Lord Axley and LaCroix, Dunningham’s proxy, seemed well matched in their battle. But for an unfortunate misstep that misty morning, Axley fell dead upon the Frenchman’s blade. Mortified, the witnesses agreed that it was a tragic accident. Lord Dunningham agreed to make restitution to Axley’s family. The heroes retired, unconvinced of Lord LaCroix’s honor and character, but would say nothing publicly to besmirch him.

The Game is Afoot

Seeking more information on the gems of power, Isabella decides to seek the aid of Andrew Blackwood, Professor of Greek at Cambridge. He has been driven to Peterhouse college due to his unconventional studies in Plato’s Atlantis. He suggests these gems the heroes seek might in fact be unfinished orichalcum, a rare metal unique to the island of Atlantis.

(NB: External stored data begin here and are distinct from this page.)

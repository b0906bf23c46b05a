//! Persisted analysis artifacts.
//!
//! Everything the phases emit, keyed by stable integer ids (`method_id`, or
//! the (caller, call stmt, callee) triple for call-site-specific data) so a
//! later phase or an external consumer can reload and splice without
//! re-analysis. In-memory here; a durable backend is a collaborator concern.

use rustc_hash::{FxHashMap, FxHashSet};

use crate::errors::{Result, ValueflowError};
use crate::features::bitvector::StateDefNode;
use crate::features::call_graph::{CallGraph, MethodInternalCallee};
use crate::features::call_path::CallPath;
use crate::features::def_use::StmtStatus;
use crate::features::state_space::SymbolStateSpace;
use crate::features::summary::{
    CallSiteKey, MethodDefUseSummary, MethodSummaryInstance, MethodSummaryTemplate,
    ParameterMapping,
};
use crate::shared::models::{MethodId, StateId, StmtId, SymbolId};

/// Per-method output of the def/use pass.
#[derive(Debug, Clone, Default)]
pub struct DefUseArtifacts {
    pub statuses: FxHashMap<StmtId, StmtStatus>,
    pub space: SymbolStateSpace,
    pub symbol_to_define: FxHashMap<SymbolId, FxHashSet<StmtId>>,
    pub symbol_to_use: FxHashMap<SymbolId, FxHashSet<StmtId>>,
    pub state_to_define: FxHashMap<StateId, FxHashSet<StateDefNode>>,
    pub def_use_summary: MethodDefUseSummary,
    pub callees: Vec<MethodInternalCallee>,
}

/// Per-method output of the intraprocedural summary phase.
#[derive(Debug, Clone, Default)]
pub struct SummaryPhaseArtifacts {
    pub statuses: FxHashMap<StmtId, StmtStatus>,
    pub space: SymbolStateSpace,
    pub symbol_to_define: FxHashMap<SymbolId, FxHashSet<StmtId>>,
    pub state_to_define: FxHashMap<StateId, FxHashSet<StateDefNode>>,
    pub def_use_summary: MethodDefUseSummary,
}

/// Everything the engine persists across phases.
#[derive(Debug, Default)]
pub struct ArtifactStore {
    def_use: FxHashMap<MethodId, DefUseArtifacts>,

    summary_templates: FxHashMap<MethodId, MethodSummaryTemplate>,
    /// Compact, relocatable space backing each template.
    template_spaces: FxHashMap<MethodId, SymbolStateSpace>,
    summary_phase: FxHashMap<MethodId, SummaryPhaseArtifacts>,

    summary_instances: FxHashMap<CallSiteKey, MethodSummaryInstance>,
    instance_spaces: FxHashMap<CallSiteKey, SymbolStateSpace>,
    parameter_mappings: FxHashMap<CallSiteKey, Vec<ParameterMapping>>,

    pub call_graph: CallGraph,
    pub call_paths: Vec<CallPath>,
}

impl ArtifactStore {
    pub fn new() -> Self {
        Self::default()
    }

    // ── def/use phase ────────────────────────────────────────────────

    pub fn save_def_use(&mut self, method_id: MethodId, artifacts: DefUseArtifacts) {
        self.def_use.insert(method_id, artifacts);
    }

    pub fn def_use(&self, method_id: MethodId) -> Result<&DefUseArtifacts> {
        self.def_use
            .get(&method_id)
            .ok_or_else(|| ValueflowError::missing(format!("def/use of method {method_id}")))
    }

    pub fn has_def_use(&self, method_id: MethodId) -> bool {
        self.def_use.contains_key(&method_id)
    }

    // ── summary phase ────────────────────────────────────────────────

    pub fn save_summary_template(
        &mut self,
        method_id: MethodId,
        template: MethodSummaryTemplate,
        compact_space: SymbolStateSpace,
    ) {
        self.summary_templates.insert(method_id, template);
        self.template_spaces.insert(method_id, compact_space);
    }

    pub fn summary_template(&self, method_id: MethodId) -> Option<&MethodSummaryTemplate> {
        self.summary_templates.get(&method_id)
    }

    pub fn template_space(&self, method_id: MethodId) -> Option<&SymbolStateSpace> {
        self.template_spaces.get(&method_id)
    }

    pub fn has_summary_template(&self, method_id: MethodId) -> bool {
        self.summary_templates.contains_key(&method_id)
    }

    pub fn save_summary_phase(&mut self, method_id: MethodId, artifacts: SummaryPhaseArtifacts) {
        self.summary_phase.insert(method_id, artifacts);
    }

    pub fn summary_phase(&self, method_id: MethodId) -> Result<&SummaryPhaseArtifacts> {
        self.summary_phase.get(&method_id).ok_or_else(|| {
            ValueflowError::missing(format!("summary-phase artifacts of method {method_id}"))
        })
    }

    // ── interprocedural phase ────────────────────────────────────────

    pub fn save_summary_instance(
        &mut self,
        call_site: CallSiteKey,
        instance: MethodSummaryInstance,
        compact_space: SymbolStateSpace,
    ) {
        self.summary_instances.insert(call_site, instance);
        self.instance_spaces.insert(call_site, compact_space);
    }

    pub fn summary_instance(&self, call_site: CallSiteKey) -> Option<&MethodSummaryInstance> {
        self.summary_instances.get(&call_site)
    }

    pub fn instance_space(&self, call_site: CallSiteKey) -> Option<&SymbolStateSpace> {
        self.instance_spaces.get(&call_site)
    }

    pub fn save_parameter_mappings(
        &mut self,
        call_site: CallSiteKey,
        mappings: Vec<ParameterMapping>,
    ) {
        self.parameter_mappings.insert(call_site, mappings);
    }

    pub fn parameter_mappings(&self, call_site: CallSiteKey) -> Option<&[ParameterMapping]> {
        self.parameter_mappings.get(&call_site).map(|v| v.as_slice())
    }

    pub fn summary_instances(&self) -> impl Iterator<Item = (&CallSiteKey, &MethodSummaryInstance)> {
        self.summary_instances.iter()
    }
}
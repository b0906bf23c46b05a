//! Analysis configuration and id allocation.

use serde::{Deserialize, Serialize};

use crate::shared::models::{StateId, SymbolId};

/// First bit position handed out by a bit-vector manager; 0 is reserved
/// as "empty".
pub const FIRST_BIT_POS: u32 = 1;

/// Round counter value for the first visit of a statement.
pub const FIRST_ROUND: u32 = 0;

/// Sink node id for callees resolvable only at runtime.
pub const DYNAMIC_METHOD_ID: i64 = -1;

/// Sink node id for callees that could not be resolved at all.
pub const ERROR_METHOD_ID: i64 = -2;

/// Symbol id under which return-value states are recorded in a summary.
pub const RETURN_SYMBOL_ID: i64 = -3;

/// Symbol id of the implicit receiver.
pub const BUILTIN_THIS_SYMBOL_ID: i64 = -9;

/// Engine tuning knobs.
///
/// The round caps are the termination guarantee: a statement is never
/// recomputed more than `max_stmt_rounds` times, and statements reached
/// through a loop back-edge are bounded by `loop_rounds` instead.
#[derive(Debug, Clone, Serialize, Deserialize)]
pub struct AnalysisConfig {
    /// Maximum state-analysis rounds per statement.
    pub max_stmt_rounds: u32,

    /// Analysis rounds granted to statements inside a loop body.
    pub loop_rounds: u32,

    /// First state id minted by a fresh allocator.
    pub start_state_id: StateId,
}

impl Default for AnalysisConfig {
    fn default() -> Self {
        Self {
            max_stmt_rounds: 4,
            loop_rounds: 2,
            start_state_id: 100,
        }
    }
}

/// Allocator for globally-unique ids.
///
/// Owned by the analysis session and passed by `&mut` into every component
/// that mints state ids or synthetic symbol ids, so uniqueness holds without
/// any process-wide state.
#[derive(Debug, Clone, Serialize, Deserialize)]
pub struct IdAllocator {
    next_id: i64,
}

impl IdAllocator {
    pub fn new(start: i64) -> Self {
        Self { next_id: start }
    }

    /// Mint a fresh state id.
    #[inline]
    pub fn state_id(&mut self) -> StateId {
        let id = self.next_id;
        self.next_id += 1;
        id
    }

    /// Mint a stable positive id for a name that resolved to no declaration.
    #[inline]
    pub fn synthetic_symbol_id(&mut self) -> SymbolId {
        let id = self.next_id;
        self.next_id += 1;
        id
    }

    /// Number of ids handed out so far, relative to the start value.
    #[inline]
    pub fn minted(&self, start: i64) -> i64 {
        self.next_id - start
    }
}

impl Default for IdAllocator {
    fn default() -> Self {
        Self::new(AnalysisConfig::default().start_state_id)
    }
}

#[cfg(test)]
mod tests {
    use super::*;

    #[test]
    fn test_allocator_is_monotonic() {
        let mut ids = IdAllocator::new(100);
        let a = ids.state_id();
        let b = ids.synthetic_symbol_id();
        let c = ids.state_id();
        assert_eq!((a, b, c), (100, 101, 102));
        assert_eq!(ids.minted(100), 3);
    }

    #[test]
    fn test_default_config_bounds() {
        let config = AnalysisConfig::default();
        assert!(config.loop_rounds <= config.max_stmt_rounds);
    }
}
//! Fixed-point engine: frames, statement state transfer, phase drivers.

pub mod driver;
pub mod frame;
pub mod stmt_states;

pub use driver::AnalysisDriver;
pub use frame::{
    ComputeFrame, ComputeFrameStack, InterruptionData, StmtResultFlag, StmtWorkList,
    SymbolDepGraph,
};
pub use stmt_states::{fuse_states, group_states_by_id, InStates, Phase, StmtStateAnalysis};
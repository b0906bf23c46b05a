//! Summary templates and call-site instances.

use rustc_hash::{FxHashMap, FxHashSet};
use serde::{Deserialize, Serialize};

use crate::shared::models::{MethodId, StmtId, SymbolId};

/// (caller, call statement, callee) — the key under which call-site-specific
/// artifacts persist.
pub type CallSiteKey = (MethodId, StmtId, MethodId);

/// A summary entry: the state's index in the arena the summary was generated
/// from (`raw_index`) and its index after relocation into a compact space
/// (`new_index`, `None` until `adjust_ids` ran).
#[derive(Debug, Clone, Copy, PartialEq, Eq, Hash, Serialize, Deserialize)]
pub struct IndexMapInSummary {
    pub raw_index: usize,
    pub new_index: Option<usize>,
    /// Set when the entry stands for a parameter's default value.
    pub default_value_symbol_id: Option<SymbolId>,
}

impl IndexMapInSummary {
    pub fn raw(raw_index: usize) -> Self {
        Self {
            raw_index,
            new_index: None,
            default_value_symbol_id: None,
        }
    }
}

/// Call-site-independent effect summary of one method.
///
/// Each map goes from a symbol id to the (raw, relocated) state-index pairs
/// the symbol may end at when the method exits.
#[derive(Debug, Clone, Default, Serialize, Deserialize)]
pub struct MethodSummaryTemplate {
    pub method_id: MethodId,
    pub parameter_symbols: FxHashMap<SymbolId, FxHashSet<IndexMapInSummary>>,
    pub defined_external_symbols: FxHashMap<SymbolId, FxHashSet<IndexMapInSummary>>,
    pub used_external_symbols: FxHashMap<SymbolId, FxHashSet<IndexMapInSummary>>,
    pub return_symbols: FxHashMap<SymbolId, FxHashSet<IndexMapInSummary>>,
    /// Symbols whose states must be re-resolved at every apply site.
    pub key_dynamic_content: FxHashMap<SymbolId, FxHashSet<IndexMapInSummary>>,
    pub this_symbols: FxHashMap<SymbolId, FxHashSet<IndexMapInSummary>>,
    /// Call statements whose callee set could not be statically fixed.
    pub dynamic_call_stmts: FxHashSet<StmtId>,
    /// external symbol id → arena index of its initial placeholder state.
    pub external_symbol_to_state: FxHashMap<SymbolId, usize>,
}

impl MethodSummaryTemplate {
    pub fn new(method_id: MethodId) -> Self {
        Self {
            method_id,
            ..Default::default()
        }
    }

    fn records_mut(
        &mut self,
    ) -> [&mut FxHashMap<SymbolId, FxHashSet<IndexMapInSummary>>; 6] {
        [
            &mut self.parameter_symbols,
            &mut self.defined_external_symbols,
            &mut self.used_external_symbols,
            &mut self.return_symbols,
            &mut self.key_dynamic_content,
            &mut self.this_symbols,
        ]
    }

    /// Fill in `new_index` for every entry from an extraction's old→new map.
    pub fn adjust_ids(&mut self, old_to_new: &FxHashMap<usize, usize>) {
        for record in self.records_mut() {
            for entries in record.values_mut() {
                let adjusted: FxHashSet<IndexMapInSummary> = entries
                    .iter()
                    .map(|entry| IndexMapInSummary {
                        raw_index: entry.raw_index,
                        new_index: old_to_new.get(&entry.raw_index).copied(),
                        default_value_symbol_id: entry.default_value_symbol_id,
                    })
                    .collect();
                *entries = adjusted;
            }
        }
    }

    /// All raw indices referenced anywhere in the summary.
    pub fn all_raw_indexes(&self) -> FxHashSet<usize> {
        let mut result = FxHashSet::default();
        for record in [
            &self.parameter_symbols,
            &self.defined_external_symbols,
            &self.used_external_symbols,
            &self.return_symbols,
            &self.key_dynamic_content,
            &self.this_symbols,
        ] {
            for entries in record.values() {
                result.extend(entries.iter().map(|e| e.raw_index));
            }
        }
        result
    }

    pub fn add_entry(
        record: &mut FxHashMap<SymbolId, FxHashSet<IndexMapInSummary>>,
        symbol_id: SymbolId,
        entry: IndexMapInSummary,
    ) {
        record.entry(symbol_id).or_default().insert(entry);
    }
}

/// Call-site-specific summary: the template re-evaluated with the caller's
/// actual arguments and enclosing-frame context.
#[derive(Debug, Clone, Serialize, Deserialize)]
pub struct MethodSummaryInstance {
    pub call_site: CallSiteKey,
    pub summary: MethodSummaryTemplate,
    /// placeholder-state index → resolved state indices, recorded when an
    /// ANYTHING state was re-resolved against the frame stack.
    pub resolved_placeholders: FxHashMap<usize, FxHashSet<usize>>,
}

impl MethodSummaryInstance {
    pub fn from_template(call_site: CallSiteKey, template: &MethodSummaryTemplate) -> Self {
        Self {
            call_site,
            summary: template.clone(),
            resolved_placeholders: FxHashMap::default(),
        }
    }

    pub fn caller_id(&self) -> MethodId {
        self.call_site.0
    }

    pub fn call_stmt_id(&self) -> StmtId {
        self.call_site.1
    }

    pub fn method_id(&self) -> MethodId {
        self.call_site.2
    }
}

#[cfg(test)]
mod tests {
    use super::*;

    #[test]
    fn test_adjust_ids_maps_raw_to_new() {
        let mut template = MethodSummaryTemplate::new(1);
        MethodSummaryTemplate::add_entry(
            &mut template.parameter_symbols,
            7,
            IndexMapInSummary::raw(3),
        );
        MethodSummaryTemplate::add_entry(
            &mut template.return_symbols,
            -3,
            IndexMapInSummary::raw(5),
        );

        let mut old_to_new = FxHashMap::default();
        old_to_new.insert(3usize, 0usize);
        old_to_new.insert(5usize, 1usize);
        template.adjust_ids(&old_to_new);

        let entry = template.parameter_symbols[&7].iter().next().unwrap();
        assert_eq!(entry.new_index, Some(0));
        let ret = template.return_symbols[&-3].iter().next().unwrap();
        assert_eq!(ret.new_index, Some(1));
    }

    #[test]
    fn test_all_raw_indexes_spans_every_record() {
        let mut template = MethodSummaryTemplate::new(1);
        MethodSummaryTemplate::add_entry(
            &mut template.this_symbols,
            -9,
            IndexMapInSummary::raw(2),
        );
        MethodSummaryTemplate::add_entry(
            &mut template.used_external_symbols,
            12,
            IndexMapInSummary::raw(9),
        );
        let raw = template.all_raw_indexes();
        assert!(raw.contains(&2) && raw.contains(&9));
    }
}
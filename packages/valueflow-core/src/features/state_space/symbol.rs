//! Named references.

use rustc_hash::FxHashSet;
use serde::{Deserialize, Serialize};

use crate::shared::models::{StmtId, SymbolId, UnitId};

/// A named reference at a program point.
///
/// Symbols never hold values directly; `states` is the set of arena indices
/// the name may currently denote. Identity is `symbol_id` (the declaring
/// statement, or a synthesized id for cross-unit/global names).
#[derive(Debug, Clone, Serialize, Deserialize)]
pub struct Symbol {
    pub stmt_id: StmtId,
    pub name: String,
    pub default_data_type: String,
    pub states: FxHashSet<usize>,
    pub symbol_id: SymbolId,
    pub source_unit_id: UnitId,
}

impl Symbol {
    pub fn new(stmt_id: StmtId, name: impl Into<String>) -> Self {
        Self {
            stmt_id,
            name: name.into(),
            default_data_type: String::new(),
            states: FxHashSet::default(),
            symbol_id: -1,
            source_unit_id: -1,
        }
    }

    pub fn with_data_type(mut self, data_type: impl Into<String>) -> Self {
        self.default_data_type = data_type.into();
        self
    }

    /// Deep copy with a new creation site; the identity stays.
    pub fn copy_at(&self, stmt_id: StmtId) -> Self {
        Self {
            stmt_id,
            ..self.clone()
        }
    }
}
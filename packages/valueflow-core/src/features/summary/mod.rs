//! Method summaries: the relocatable description of a procedure's effects.

pub mod def_use_summary;
pub mod parameter;
pub mod template;

pub use def_use_summary::MethodDefUseSummary;
pub use parameter::{Argument, MethodCallArguments, ParameterInfo, ParameterMapping};
pub use template::{CallSiteKey, IndexMapInSummary, MethodSummaryInstance, MethodSummaryTemplate};
//! Per-statement def/use analysis.

pub mod builder;
pub mod status;

pub use builder::{DefUseAnalysis, THIS_NAME, TMP_VARIABLE_PREFIX};
pub use status::StmtStatus;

The heroes discover news of recent disappearances of both a Cambridge student and a local deputy marshalman. With the aid of Blackwood and the town marshal, they track these disappearances to the nearby village of Alberny, and a rogue called Rooster, proprietor of the Cock of the Walk gaming house and the Sunset House brothel. In the battle with Rooster’s thugs, the rogue manages to escape into the night. The deputy marshalman is rescued and a potential scandal among Cambridge students is averted.

In their prospective paths of research, both Wilhelm and Isabella hear the tale of Baron Von Staler of the Black Forest. They set off on the road to book passage on a ship to the German Empire, where they might learn the truth behind The Castle of the Devil

The Red Vengeance

Driven by strange dreams, Isabella and Wilhelm journey to the small British village of Torkertown, where they uncover a conspiracy to defraud the family of Roger Ivens. The scandal has already claimed the life of Ivens. His widow, now destitute, prepares to flee Torkertown to live with her sister’s family in Bristol.

One by one, the conspirators have been found dead, from exposure, it is said. But our heroes discovered the disturbing truth: that it is in fact the vengeful spirit of Roger Ivens who is waylaying these men on the road. Setting things right, they manage to save one of the conspirators and force restitution upon him, awarding the widow Ivens a considerable sum to ease her grief and make her journey to Bristol easier.

That night, Isabella and Wilhelm share a dream of the stooped shaman, N’Longa, who bids them to seek out six gems of power hidden throughout the world. A great evil is stirring in the bowels of the earth and only the unified power of these artifacts can destroy it.